Role of GITR and its ligand in sustaining T cell responses against influenza infection

Abstract

Abstract Members of the TNFR family play a critical role in determining the magnitude of T cell responses against viral infections. Previous studies using TCR transgenic models showed that GITR, an NF-κB activating TNFR family member, is required intrinsically on CD8 T cells for maximal response against influenza virus. However, it remains unknown how GITR affects the overall endogenous T cell responses during influenza infection. Here, we examined the effect of GITR on endogenous T cell responses against influenza virus in competitive mixed bone marrow chimeras. We found that GITR is intrinsically required for the accumulation of antigen-specific CD4 and CD8 T cells in the lung and secondary lymphoid organs during influenza infection.
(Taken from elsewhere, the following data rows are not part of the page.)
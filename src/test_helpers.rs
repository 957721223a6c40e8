//! Recording fakes for the session seams.
//!
//! A [`Recorder`] collects every statement, COPY row and transaction event
//! of a fake session, and lets a test script failures and result sets by
//! SQL substring. Nothing here talks to PostgreSQL.

use std::cell::RefCell;
use std::rc::Rc;
use std::time::Duration;

use crate::error::{BulkError, Phase};
use crate::field::{QualifiedName, TableSchema, WireType};
use crate::request::IdentityResult;
use crate::session::{BulkConnection, BulkSession};
use crate::value::Value;
use crate::writer::RowSink;

/// Backend pid reported by every recording session.
pub const RECORDING_PID: i32 = 4242;

#[derive(Debug, Default)]
struct State {
    statements: Vec<String>,
    events: Vec<String>,
    failures: Vec<String>,
    identities: Vec<(String, Vec<IdentityResult>)>,
    affected: Vec<(String, u64)>,
    schema: Option<TableSchema>,
    copied: Vec<Vec<Value>>,
    copies: usize,
}

impl State {
    fn fails(&self, sql: &str) -> bool {
        self.failures.iter().any(|pat| sql.contains(pat.as_str()))
    }
}

/// Shared, clonable log of what a fake session did.
#[derive(Debug, Clone, Default)]
pub struct Recorder {
    state: Rc<RefCell<State>>,
}

impl Recorder {
    pub fn new() -> Self {
        Self::default()
    }

    /// Fail every statement whose text contains `pattern`.
    pub fn fail_on(&self, pattern: &str) {
        self.state.borrow_mut().failures.push(pattern.to_string());
    }

    /// Answer identity queries containing `pattern` with `rows`.
    pub fn respond_identities(&self, pattern: &str, rows: Vec<IdentityResult>) {
        self.state
            .borrow_mut()
            .identities
            .push((pattern.to_string(), rows));
    }

    /// Report `count` affected rows for statements containing `pattern`.
    pub fn respond_affected(&self, pattern: &str, count: u64) {
        self.state
            .borrow_mut()
            .affected
            .push((pattern.to_string(), count));
    }

    pub fn set_schema(&self, schema: TableSchema) {
        self.state.borrow_mut().schema = Some(schema);
    }

    pub fn with_schema(self, schema: TableSchema) -> Self {
        self.set_schema(schema);
        self
    }

    /// Executed SQL text in order, COPY commands included.
    pub fn statements(&self) -> Vec<String> {
        self.state.borrow().statements.clone()
    }

    /// Transaction events: `begin`, `timeout:<ms>`, `commit`, `rollback`,
    /// `cleanup:<sql>`.
    pub fn events(&self) -> Vec<String> {
        self.state.borrow().events.clone()
    }

    /// Every row received by a sink, across all COPY commands.
    pub fn copied(&self) -> Vec<Vec<Value>> {
        self.state.borrow().copied.clone()
    }

    /// Number of completed COPY commands.
    pub fn copies(&self) -> usize {
        self.state.borrow().copies
    }

    fn event(&self, event: String) {
        self.state.borrow_mut().events.push(event);
    }

    /// Log `sql`, then fail it if a failure pattern matches.
    fn run(&self, phase: Phase, relation: &str, sql: &str) -> Result<(), BulkError> {
        let mut state = self.state.borrow_mut();
        state.statements.push(sql.to_string());
        if state.fails(sql) {
            return Err(injected(phase, relation));
        }
        Ok(())
    }
}

fn injected(phase: Phase, relation: &str) -> BulkError {
    let message = "injected failure".to_string();
    match phase {
        Phase::Reconcile => BulkError::Reconciliation {
            table: relation.to_string(),
            message,
        },
        Phase::Staging => BulkError::Staging {
            relation: relation.to_string(),
            message,
        },
        Phase::Import => BulkError::Protocol {
            relation: relation.to_string(),
            message,
        },
        _ => BulkError::Connection(format!("{phase} on {relation}: {message}")),
    }
}

// ── Session ────────────────────────────────────────────────────────────────

/// A [`BulkSession`] that records instead of executing.
pub struct RecordingSession {
    recorder: Recorder,
}

impl RecordingSession {
    pub fn new(recorder: Recorder) -> Self {
        RecordingSession { recorder }
    }
}

impl BulkSession for RecordingSession {
    fn fetch_schema(&mut self, table: &QualifiedName) -> Result<Option<TableSchema>, BulkError> {
        let state = self.recorder.state.borrow();
        Ok(state
            .schema
            .as_ref()
            .filter(|s| s.table.cache_key() == table.cache_key())
            .cloned())
    }

    fn backend_pid(&mut self) -> Result<i32, BulkError> {
        Ok(RECORDING_PID)
    }

    fn set_statement_timeout(&mut self, timeout: Duration) -> Result<(), BulkError> {
        self.recorder
            .event(format!("timeout:{}", timeout.as_millis()));
        Ok(())
    }

    fn execute(&mut self, phase: Phase, relation: &str, sql: &str) -> Result<u64, BulkError> {
        self.recorder.run(phase, relation, sql)?;
        let state = self.recorder.state.borrow();
        Ok(state
            .affected
            .iter()
            .find(|(pat, _)| sql.contains(pat.as_str()))
            .map(|(_, n)| *n)
            .unwrap_or(0))
    }

    fn query_identities(
        &mut self,
        phase: Phase,
        relation: &str,
        sql: &str,
    ) -> Result<Vec<IdentityResult>, BulkError> {
        self.recorder.run(phase, relation, sql)?;
        let state = self.recorder.state.borrow();
        Ok(state
            .identities
            .iter()
            .find(|(pat, _)| sql.contains(pat.as_str()))
            .map(|(_, rows)| rows.clone())
            .unwrap_or_default())
    }

    fn copy_in(
        &mut self,
        relation: &str,
        sql: &str,
        _types: &[WireType],
    ) -> Result<Box<dyn RowSink + '_>, BulkError> {
        self.recorder.run(Phase::Import, relation, sql)?;
        Ok(Box::new(RecordingSink::new(self.recorder.clone())))
    }

    fn commit(self) -> Result<(), BulkError> {
        self.recorder.event("commit".into());
        Ok(())
    }

    fn rollback(self) -> Result<(), BulkError> {
        self.recorder.event("rollback".into());
        Ok(())
    }
}

/// A [`RowSink`] that buffers rows and hands them to the recorder when the
/// stream completes.
pub struct RecordingSink {
    recorder: Recorder,
    rows: Vec<Vec<Value>>,
}

impl RecordingSink {
    pub fn new(recorder: Recorder) -> Self {
        RecordingSink {
            recorder,
            rows: Vec::new(),
        }
    }
}

impl RowSink for RecordingSink {
    fn start_row(&mut self) -> Result<(), BulkError> {
        self.rows.push(Vec::new());
        Ok(())
    }

    fn write_field(&mut self, value: Value, _wire: WireType) -> Result<(), BulkError> {
        match self.rows.last_mut() {
            Some(row) => {
                row.push(value);
                Ok(())
            }
            None => Err(BulkError::Internal("field written before row start".into())),
        }
    }

    fn write_null(&mut self, wire: WireType) -> Result<(), BulkError> {
        self.write_field(Value::Null, wire)
    }

    fn complete(self: Box<Self>) -> Result<u64, BulkError> {
        let count = self.rows.len() as u64;
        let mut state = self.recorder.state.borrow_mut();
        state.copied.extend(self.rows);
        state.copies += 1;
        Ok(count)
    }
}

// ── Connection ─────────────────────────────────────────────────────────────

/// A [`BulkConnection`] handing out [`RecordingSession`]s.
#[derive(Debug, Clone, Default)]
pub struct RecordingConnection {
    recorder: Recorder,
}

impl RecordingConnection {
    pub fn new(recorder: Recorder) -> Self {
        RecordingConnection { recorder }
    }
}

impl BulkConnection for RecordingConnection {
    type Session<'s>
        = RecordingSession
    where
        Self: 's;

    fn begin(&mut self) -> Result<RecordingSession, BulkError> {
        self.recorder.event("begin".into());
        Ok(RecordingSession::new(self.recorder.clone()))
    }

    fn cleanup(&mut self, sql: &str) -> Result<(), BulkError> {
        self.recorder.event(format!("cleanup:{sql}"));
        if self.recorder.state.borrow().fails(sql) {
            return Err(injected(Phase::Cleanup, sql));
        }
        Ok(())
    }
}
GITR affected influenza PA224-233-specific CD8 T cells more dramatically than NP366-374-specific CD8 T cells. GITR also had a small positive effect on the number of Tregs. Among different APC subsets in the lung and its dLN, we observed highest GITRL expression on inflammatory DCs and inflammatory macrophages in both organs. Interestingly, we observed peak GITRL expression on these inflammatory subsets on day 3 and day 5 post-influenza infection in the lung but earlier in the dLN. The finding that GITRL is expressed on inflammatory APCs in the lung at the time when T cells enter the lung raises the possibility that GITRL plays a role in the lung tissue and not just in lymphoid organs. We are currently investigating when and where T cells receive signals through GITR, whether early in the dLN or later in the lung during influenza infection. A more thorough understanding of GITR/GITRL axis will provide valuable insights for influenza vaccine development.